Beklenen oldu ve 1 Ocak’tan bu yana tarihimizde görülmedik bir küstahlık ama bir o kadar da üzücü olan vurdumduymazlık yaşanmaya başlandı. Daha düne kadar gizli saklı, gecenin karanlığın koyun körfezin sığlığında yapılan yasa dışı avcılık ayan beyan göz ortasında yapılmaya başlandı. Ne utanma ne saklanma, ne yakalanma korkusu nede adalet (yasağa uyan burada avlanmayan balıkçılar da vardı ve onlara karşı yapılan bir haksızlık, adaletsizlikti ) hatta daha ilginç olanı bu yasa dışı avcılığın bir meydan okumaya dönüşmesiydi.

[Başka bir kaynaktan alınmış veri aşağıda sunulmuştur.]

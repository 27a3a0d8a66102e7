//! Log capture for tests.
//!
//! `chainwire` logs through `tracing` with its `log` bridge enabled, so every
//! event is also visible to a [`logtest::Logger`].

use std::sync::{Mutex, MutexGuard, OnceLock};

use logtest::Logger;
use rstest::fixture;

/// Handle to the global logger with exclusive access.
///
/// This guard ensures tests do not interfere with each other's log capture by
/// serialising access to a [`logtest::Logger`].
pub struct LoggerHandle {
    guard: MutexGuard<'static, Logger>,
}

impl LoggerHandle {
    /// Acquire the global [`Logger`] instance and discard earlier records.
    pub fn new() -> Self {
        static LOGGER: OnceLock<Mutex<Logger>> = OnceLock::new();

        let logger = LOGGER.get_or_init(|| Mutex::new(Logger::start()));
        let mut guard = logger
            .lock()
            .unwrap_or_else(std::sync::PoisonError::into_inner);
        while guard.pop().is_some() {}

        Self { guard }
    }

    /// Drain captured records and return `true` if any message contains
    /// `needle`.
    pub fn contains(&mut self, needle: &str) -> bool {
        let mut found = false;
        while let Some(record) = self.guard.pop() {
            found |= record.args().to_string().contains(needle);
        }
        found
    }
}

impl Default for LoggerHandle {
    fn default() -> Self { Self::new() }
}

impl std::ops::Deref for LoggerHandle {
    type Target = Logger;

    fn deref(&self) -> &Self::Target { &self.guard }
}

impl std::ops::DerefMut for LoggerHandle {
    fn deref_mut(&mut self) -> &mut Self::Target { &mut self.guard }
}

#[allow(
    unused_braces,
    reason = "rustc false positive for single line rstest fixtures"
)]
#[fixture]
pub fn logger() -> LoggerHandle { LoggerHandle::new() }
//! Unit tests for the JSON envelope codec.

use rstest::rstest;
use serde_json::{Value, json};

use super::*;
use crate::api::ApiName;

fn parse(text: &str) -> Value { serde_json::from_str(text).expect("encoder emits valid JSON") }

#[test]
fn plain_call_keeps_params_verbatim() {
    let request = Request::call(ApiName::Database, "get_block", vec![json!(1)]);
    let encoded = encode_call(7, 2, &request).expect("encode call");
    assert_eq!(
        parse(&encoded),
        json!({"method": "call", "id": 7, "params": [2, "get_block", [1]]})
    );
}

#[test]
fn subscribing_call_substitutes_its_id_for_the_handler() {
    let request = Request::subscribe(2u32, "set_subscribe_callback", |_| {}, vec![json!(true)]);
    let encoded = encode_call(11, 2, &request).expect("encode call");
    assert_eq!(
        parse(&encoded),
        json!({"method": "call", "id": 11, "params": [2, "set_subscribe_callback", [11, true]]})
    );
}

#[rstest]
#[case(r#"{"id": 3, "result": {"head": 10}}"#, 3, Ok(json!({"head": 10})))]
#[case(r#"{"id": 4, "result": null}"#, 4, Ok(Value::Null))]
#[case(r#"{"id": 5, "error": {"message": "unknown method"}}"#, 5, Err(json!({"message": "unknown method"})))]
#[case(r#"{"jsonrpc": "2.0", "id": 6, "result": 1}"#, 6, Ok(json!(1)))]
fn decodes_replies(
    #[case] text: &str,
    #[case] expected_id: u64,
    #[case] expected: Result<Value, Value>,
) {
    assert_eq!(
        decode_frame(text),
        Ok(InboundFrame::Reply {
            id: expected_id,
            outcome: expected,
        })
    );
}

#[test]
fn decodes_notices() {
    let frame = decode_frame(r#"{"method": "notice", "params": [9, [{"id": "2.1.0"}]]}"#);
    assert_eq!(
        frame,
        Ok(InboundFrame::Notice {
            subscriber: 9,
            payload: json!([{"id": "2.1.0"}]),
        })
    );
}

#[rstest]
#[case("not json")]
#[case("[1, 2]")]
#[case(r#"{"id": 1}"#)]
fn rejects_malformed_frames(#[case] text: &str) {
    assert!(matches!(
        decode_frame(text),
        Err(ProtocolError::MalformedFrame(_))
    ));
}

#[rstest]
#[case(r#"{"id": "7", "result": 1}"#)]
#[case(r#"{"id": -1, "result": 1}"#)]
#[case(r#"{"result": 1}"#)]
fn rejects_non_numeric_ids(#[case] text: &str) {
    assert!(matches!(decode_frame(text), Err(ProtocolError::InvalidId(_))));
}

#[rstest]
#[case(r#"{"method": "notice", "params": {"id": 1}}"#)]
#[case(r#"{"method": "notice", "params": ["x", 1]}"#)]
#[case(r#"{"method": "notice", "params": [1]}"#)]
fn rejects_malformed_notices(#[case] text: &str) {
    assert!(matches!(
        decode_frame(text),
        Err(ProtocolError::MalformedNotice(_))
    ));
}
//! Transport abstraction consumed by the connection engine.
//!
//! A [`Transport`] opens [`Link`]s: bidirectional text-message channels that
//! report closure with a code and reason. The engine owns at most one link at
//! a time and drives it from a single task.

use std::fmt;

use async_trait::async_trait;
use url::Url;

use crate::error::ClientError;

mod websocket;

pub use websocket::WebSocketTransport;

/// Close code sent for an orderly shutdown.
pub const NORMAL_CLOSURE: u16 = 1000;
/// Close code reported when no status code was present in the close frame.
pub const NO_STATUS_RECEIVED: u16 = 1005;
/// Close code reported when the transport ended without a close frame.
pub const ABNORMAL_CLOSURE: u16 = 1006;

/// Code and reason attached to a transport closure.
#[derive(Clone, Debug, PartialEq, Eq)]
pub struct CloseInfo {
    /// Close code.
    pub code: u16,
    /// Human-readable reason, possibly empty.
    pub reason: String,
}

impl CloseInfo {
    /// Build a close description.
    #[must_use]
    pub fn new(code: u16, reason: impl Into<String>) -> Self {
        Self {
            code,
            reason: reason.into(),
        }
    }

    /// Closure without a close handshake.
    #[must_use]
    pub fn abnormal(reason: impl Into<String>) -> Self { Self::new(ABNORMAL_CLOSURE, reason) }

    /// Orderly closure.
    #[must_use]
    pub fn normal() -> Self { Self::new(NORMAL_CLOSURE, "") }

    /// Returns `true` when the closure lacked an orderly close handshake.
    ///
    /// Such closures are treated as transient network failures and trigger
    /// silent recovery.
    #[must_use]
    pub fn is_abnormal(&self) -> bool { self.code == ABNORMAL_CLOSURE }
}

impl fmt::Display for CloseInfo {
    fn fmt(&self, f: &mut fmt::Formatter<'_>) -> fmt::Result {
        if self.reason.is_empty() {
            write!(f, "code {}", self.code)
        } else {
            write!(f, "code {}: {}", self.code, self.reason)
        }
    }
}

/// Events produced by an open link.
#[derive(Clone, Debug, PartialEq, Eq)]
pub enum TransportEvent {
    /// A text message arrived.
    Message(String),
    /// The link closed. No further events follow.
    Closed(CloseInfo),
    /// A non-fatal transport error.
    Error(String),
}

/// Opens links to a node.
#[async_trait]
pub trait Transport: Send + Sync + 'static {
    /// Open a link to `url`.
    ///
    /// # Errors
    ///
    /// Returns [`ClientError`] if the link cannot be established.
    async fn open(&self, url: &Url) -> Result<Box<dyn Link>, ClientError>;
}

/// One open connection to a node.
///
/// [`Link::recv`] must be cancel safe: the engine polls it inside a
/// `tokio::select!` loop.
#[async_trait]
pub trait Link: Send {
    /// Send a text message.
    ///
    /// # Errors
    ///
    /// Returns [`ClientError`] if the message cannot be written.
    async fn send(&mut self, text: String) -> Result<(), ClientError>;

    /// Wait for the next event. Returns `None` once the link has closed and
    /// its [`TransportEvent::Closed`] event has been delivered.
    async fn recv(&mut self) -> Option<TransportEvent>;

    /// Begin an orderly close handshake.
    ///
    /// # Errors
    ///
    /// Returns [`ClientError`] if the close frame cannot be written.
    async fn close(&mut self) -> Result<(), ClientError>;
}

#[cfg(test)]
mod tests {
    use rstest::rstest;

    use super::*;

    #[rstest]
    #[case(CloseInfo::abnormal("reset"), true)]
    #[case(CloseInfo::normal(), false)]
    #[case(CloseInfo::new(NO_STATUS_RECEIVED, ""), false)]
    #[case(CloseInfo::new(1001, "going away"), false)]
    fn classifies_closures(#[case] info: CloseInfo, #[case] abnormal: bool) {
        assert_eq!(info.is_abnormal(), abnormal);
    }

    #[test]
    fn display_includes_reason_when_present() {
        assert_eq!(CloseInfo::normal().to_string(), "code 1000");
        assert_eq!(
            CloseInfo::new(1001, "going away").to_string(),
            "code 1001: going away"
        );
    }
}
//! Lifecycle hook methods for `ClientBuilder`.

use std::{future::Future, sync::Arc};

use super::ClientBuilder;
use crate::{error::ClientError, transport::CloseInfo};

impl ClientBuilder {
    /// Register a callback invoked when a connection opens.
    ///
    /// # Examples
    ///
    /// ```
    /// use chainwire::ClientBuilder;
    ///
    /// let builder = ClientBuilder::new().on_open(|| async { println!("open") });
    /// let _ = builder;
    /// ```
    #[must_use]
    pub fn on_open<F, Fut>(mut self, f: F) -> Self
    where
        F: Fn() -> Fut + Send + Sync + 'static,
        Fut: Future<Output = ()> + Send + 'static,
    {
        self.lifecycle_hooks.on_open = Some(Arc::new(move || Box::pin(f())));
        self
    }

    /// Register a callback invoked when a connection closes.
    ///
    /// # Examples
    ///
    /// ```
    /// use chainwire::ClientBuilder;
    ///
    /// let builder = ClientBuilder::new().on_close(|info| async move {
    ///     println!("closed with {info}");
    /// });
    /// let _ = builder;
    /// ```
    #[must_use]
    pub fn on_close<F, Fut>(mut self, f: F) -> Self
    where
        F: Fn(CloseInfo) -> Fut + Send + Sync + 'static,
        Fut: Future<Output = ()> + Send + 'static,
    {
        self.lifecycle_hooks.on_close = Some(Arc::new(move |info| Box::pin(f(info))));
        self
    }

    /// Register a callback invoked for errors no pending call owns.
    ///
    /// # Examples
    ///
    /// ```
    /// use chainwire::ClientBuilder;
    ///
    /// let builder = ClientBuilder::new().on_error(|err| async move {
    ///     eprintln!("client error: {err}");
    /// });
    /// let _ = builder;
    /// ```
    #[must_use]
    pub fn on_error<F, Fut>(mut self, f: F) -> Self
    where
        F: Fn(ClientError) -> Fut + Send + Sync + 'static,
        Fut: Future<Output = ()> + Send + 'static,
    {
        self.lifecycle_hooks.on_error = Some(Arc::new(move |e| Box::pin(f(e))));
        self
    }
}
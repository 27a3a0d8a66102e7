//! Table of calls awaiting a reply.

use std::{collections::HashMap, time::Duration};

use serde_json::Value;
use tokio::sync::oneshot;
use tokio_util::time::delay_queue;

use crate::{api::ApiName, error::ClientError, request::Request};

/// Where the outcome of a call is delivered.
#[derive(Debug)]
pub(crate) enum Responder {
    /// A caller awaiting the result.
    Caller(oneshot::Sender<Result<Value, ClientError>>),
    /// The handshake call for an API.
    Handshake(ApiName),
    /// An idle-connection keepalive probe.
    Keepalive,
    /// Re-registration of an armed subscription after recovery.
    Rearm,
}

impl Responder {
    /// Whether the call survives an abnormal closure and is replayed.
    ///
    /// Handshake and keepalive calls belong to the connection that issued
    /// them.
    pub(crate) fn is_replayable(&self) -> bool { matches!(self, Self::Caller(_) | Self::Rearm) }

    /// Deliver `error` if this responder has a caller waiting.
    pub(crate) fn reject(self, error: ClientError) {
        if let Self::Caller(reply) = self {
            let _ = reply.send(Err(error));
        }
    }
}

/// A call that has been written and awaits its reply.
#[derive(Debug)]
pub(crate) struct PendingCall {
    pub(crate) request: Request,
    pub(crate) responder: Responder,
    pub(crate) timeout: Duration,
    pub(crate) timer: delay_queue::Key,
}

/// Pending calls keyed by wire id.
#[derive(Debug, Default)]
pub(crate) struct CallTable {
    calls: HashMap<u64, PendingCall>,
}

impl CallTable {
    pub(crate) fn insert(&mut self, id: u64, call: PendingCall) {
        let previous = self.calls.insert(id, call);
        debug_assert!(previous.is_none(), "wire id {id} reused while pending");
    }

    pub(crate) fn remove(&mut self, id: u64) -> Option<PendingCall> { self.calls.remove(&id) }

    pub(crate) fn get_mut(&mut self, id: u64) -> Option<&mut PendingCall> { self.calls.get_mut(&id) }

    pub(crate) fn contains(&self, id: u64) -> bool { self.calls.contains_key(&id) }

    pub(crate) fn len(&self) -> usize { self.calls.len() }

    pub(crate) fn is_empty(&self) -> bool { self.calls.is_empty() }

    /// Remove every call, oldest first.
    pub(crate) fn drain(&mut self) -> Vec<(u64, PendingCall)> {
        let mut calls: Vec<_> = self.calls.drain().collect();
        calls.sort_unstable_by_key(|(id, _)| *id);
        calls
    }
}
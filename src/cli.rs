//! Command line interface for the `chainwire` binary.
//!
//! Connects to a node, runs one call and prints the JSON result. The
//! definition is shared with the build script, which renders it as a man
//! page, so it depends on nothing but `clap`.

use std::net::SocketAddr;

use clap::Parser;

/// Command line arguments for the `chainwire` binary.
#[derive(Debug, Parser)]
#[command(
    name = "chainwire",
    version,
    about = "Run one RPC call against a Graphene-style node"
)]
pub struct Cli {
    /// Websocket address of the node.
    #[arg(short, long, default_value = "ws://127.0.0.1:8090")]
    pub url: String,
    /// API to request during the handshake. Repeat for several; defaults to
    /// every API.
    #[arg(short = 'a', long = "api", value_name = "API")]
    pub apis: Vec<String>,
    /// Connection and call timeout in milliseconds.
    #[arg(long, default_value_t = 5000)]
    pub timeout_ms: u64,
    /// Reconnect attempts after the node closes the connection.
    #[arg(long, default_value_t = 5)]
    pub max_retries: u32,
    /// Log every frame sent and received.
    #[arg(long)]
    pub debug: bool,
    /// Serve Prometheus metrics on this address while the call runs.
    #[arg(long, value_name = "ADDR")]
    pub metrics_addr: Option<SocketAddr>,
    /// API that owns the method.
    #[arg(value_name = "TARGET_API")]
    pub target: String,
    /// Method to call.
    pub method: String,
    /// Method parameters as a JSON array.
    #[arg(default_value = "[]")]
    pub params: String,
}

#[cfg(test)]
mod tests {
    use clap::Parser;

    use super::Cli;

    #[test]
    fn parses_repeated_apis_and_positionals() {
        let cli = Cli::parse_from([
            "chainwire",
            "--api",
            "database",
            "-a",
            "history",
            "database",
            "get_block",
            "[1]",
        ]);
        assert_eq!(cli.apis, ["database", "history"]);
        assert_eq!(cli.target, "database");
        assert_eq!(cli.method, "get_block");
        assert_eq!(cli.params, "[1]");
        assert_eq!(cli.timeout_ms, 5000);
    }

    #[test]
    fn params_default_to_an_empty_array() {
        let cli = Cli::parse_from(["chainwire", "database", "get_chain_properties"]);
        assert_eq!(cli.params, "[]");
        assert!(cli.apis.is_empty());
        assert!(cli.metrics_addr.is_none());
    }
}
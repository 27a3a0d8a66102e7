//! Idle-connection keepalive.
//!
//! Every frame sent or received pushes the deadline back by the ping delay.
//! When it passes, the engine issues a cheap `login` call on the meta API; a
//! failed probe means the socket is dead and is treated as an abnormal
//! closure.

use std::{pin::Pin, time::Duration};

use serde_json::Value;
use tokio::time::{Instant, Sleep, sleep};
use tracing::{debug, trace, warn};

use super::{Engine, calls::Responder, state::ConnectionState};
use crate::{
    api::META_API_ID,
    error::ClientError,
    request::Request,
    transport::CloseInfo,
};

/// Method used to probe the node.
pub(super) const PROBE_METHOD: &str = "login";

/// Build the probe request.
pub(super) fn probe() -> Request {
    Request::call(
        META_API_ID,
        PROBE_METHOD,
        vec![Value::from(""), Value::from("")],
    )
}

/// Idle deadline for the open connection.
pub(super) struct Keepalive {
    delay: Duration,
    deadline: Pin<Box<Sleep>>,
    armed: bool,
    in_flight: bool,
}

impl Keepalive {
    pub(super) fn new() -> Self {
        Self {
            delay: Duration::ZERO,
            deadline: Box::pin(sleep(Duration::ZERO)),
            armed: false,
            in_flight: false,
        }
    }

    /// Start watching for idleness with the given delay.
    pub(super) fn arm(&mut self, delay: Duration) {
        self.delay = delay;
        self.armed = true;
        self.in_flight = false;
        self.touch();
    }

    pub(super) fn disarm(&mut self) {
        self.armed = false;
        self.in_flight = false;
    }

    pub(super) fn is_armed(&self) -> bool { self.armed }

    /// Record traffic on the connection.
    pub(super) fn touch(&mut self) {
        if self.armed {
            self.deadline.as_mut().reset(Instant::now() + self.delay);
        }
    }

    /// Mark a probe as outstanding. Returns `false` if one already is.
    pub(super) fn start_probe(&mut self) -> bool { !std::mem::replace(&mut self.in_flight, true) }

    pub(super) fn finish_probe(&mut self) { self.in_flight = false; }

    /// Wait for the idle deadline.
    pub(super) async fn idle(&mut self) { self.deadline.as_mut().await; }
}

impl Engine {
    pub(super) fn on_idle(&mut self) {
        self.keepalive.touch();
        if self.state != ConnectionState::Open || !self.keepalive.start_probe() {
            return;
        }
        let Some(limit) = self.session.as_ref().map(|s| s.options.ping_timeout) else {
            return;
        };
        debug!(?limit, "connection idle; probing node");
        self.dispatch(probe(), limit, Responder::Keepalive);
    }

    /// Any answer proves the socket is alive, including an error reply.
    pub(super) fn on_probe_reply(&mut self, outcome: Result<Value, ClientError>) {
        self.keepalive.finish_probe();
        match outcome {
            Ok(_) | Err(ClientError::Remote(_)) => trace!("keepalive answered"),
            Err(error) => {
                if self.state != ConnectionState::Open {
                    return;
                }
                warn!(%error, "keepalive failed; dropping connection");
                self.release_link(false);
                self.on_closed(CloseInfo::abnormal("keepalive failed"));
            }
        }
    }
}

Ankara nezdinde yaptığımız girişimler ve Ankara üzerinden Sahil Güvenlik iletişimleri neticesinde dün bir SG botu bölgede tam gün görev yaptı. Bu bot ve personeline yapılan denetim esnasında saldırı girişiminde bulunulması üzerine ek kolluk gücü çağrılarak konu yargıya taşındı. Peki bundan sonra ne oldu dersiniz? Pabucun pahallı olduğunu düşünüp bu yasa dışı avcılığa son mu verildi? Hayır, ne yazık ki hayır. Bu gün daha ortada gün ışında göz önünde daha fazla avcılık oldu. Yasanın, Tarım Bakanlığının ve Sahil Güvenlik komutanlığının gücü 10-15 yasa dışı av yapan motora yasa emrini dinletemedi sözünü geçiremedi. Ne yazık ki bölgede avcılık hala devam ediyor.

Şimdi aşağıda ismini zikrettiğim kurumlar, sizden gerçekten bir şey beklemiyorum. Çünkü inancımı kaybettim size.



Balıkçılık ve Su ürünleri Genel Müdürlüğü

Bundan sonra sizden bir şey beklemiyorum. Yoğun bürokratik yaşamınızdan başını kaldırıp burada olan biteni göremediğiniz için. Olayın sıradan bir balıkçılık vakıası olmayıp topyekun merkezi bürokrasinin itibarının ayaklar altına alınmasına ( göz yumdunuz demeye dilim varmıyor ) sessiz kaldınız. Yasanın size yüklediği sorumluluğunuzu yerine getiremediğiniz gibi kendi çocuğunuz bizlerinde umudu olan iyileştirmelerin en önemlilerinden birisine, reform kapsamındaki kararlarınıza sahip çıkmadınız.

İstanbul Tarım İl Müdürlüğü
Balıkçılık ve su Ürünleri Şube Müdürlüğü

Sizler sadece Bakanlığın İstanbul’da ki temsilcisi değil aynı zamanda bizlerin arkadaşları, kardeşleri idiniz. Arkadaşlık ve kardeşlikten daha önemlisi paydaşlarımız idiniz. Bu gelen fırtınayı, bu balığın boğazdan çıkacağını bildiğiniz halde önleyici bir önlem almadınız. Gözümüzün, gözünüzün önünde süren bu pervasızlığa kabadayılığa sessiz kaldınız. Hava koşullarını teknelerinizin yetersizliğini elbette biliyorum ama göreviniz bu yasa dışı avcılığı durdurmaktı, bunun yolu ise SG komutanlığının gerekiyorsa kapısında yatmaktı, yapmadınız.

Sahil Güvenlik Boğazlar Gurup Komutanlığı

Biliyorum bu ülkede hiçbir kurumun yüklemediği kadar görevden kanunen siz yükümlüsünüz. Yine de topu topu 4-5 gün sürecek bir bölge korumanın önemini anlamadınız. Mazot kaçakçılığı, göçmen kaçakçılığı gibi itibarlı görevler var iken bu görevi ciddiye alamadınız. Yada bilemediğimiz bir sebepten bu sahayı bış bıraktınız. Belki düne kadar görevinizi layığı ile yapamayışınızın bir sebebi vardır da biz bilmiyoruzdur. Bir şekilde bütün bu olanı anlayabilir size de hak verebiliriz.  Dün yaşanan kabadayılık ve olayın bir kriminal olay haline dönüşmesinden sonra bu gün aynı bölgede çok daha fazla sayıda avcılığın nasıl yapılabildiğini ve sizin daha fazla SG botu ile orada nedem olmadığınızı anlayamayız. Bir başka deyiş ile benim idrakim bu gün neden orada olmadığınızı anlamaya yetmiyor.
Hani derler ya, doluya koysam almıyor boşa koysam dolmuyor.

Bütün samimiyetimle söylüyorum ki, sizlerden hiçbir şey talep etmiyorum.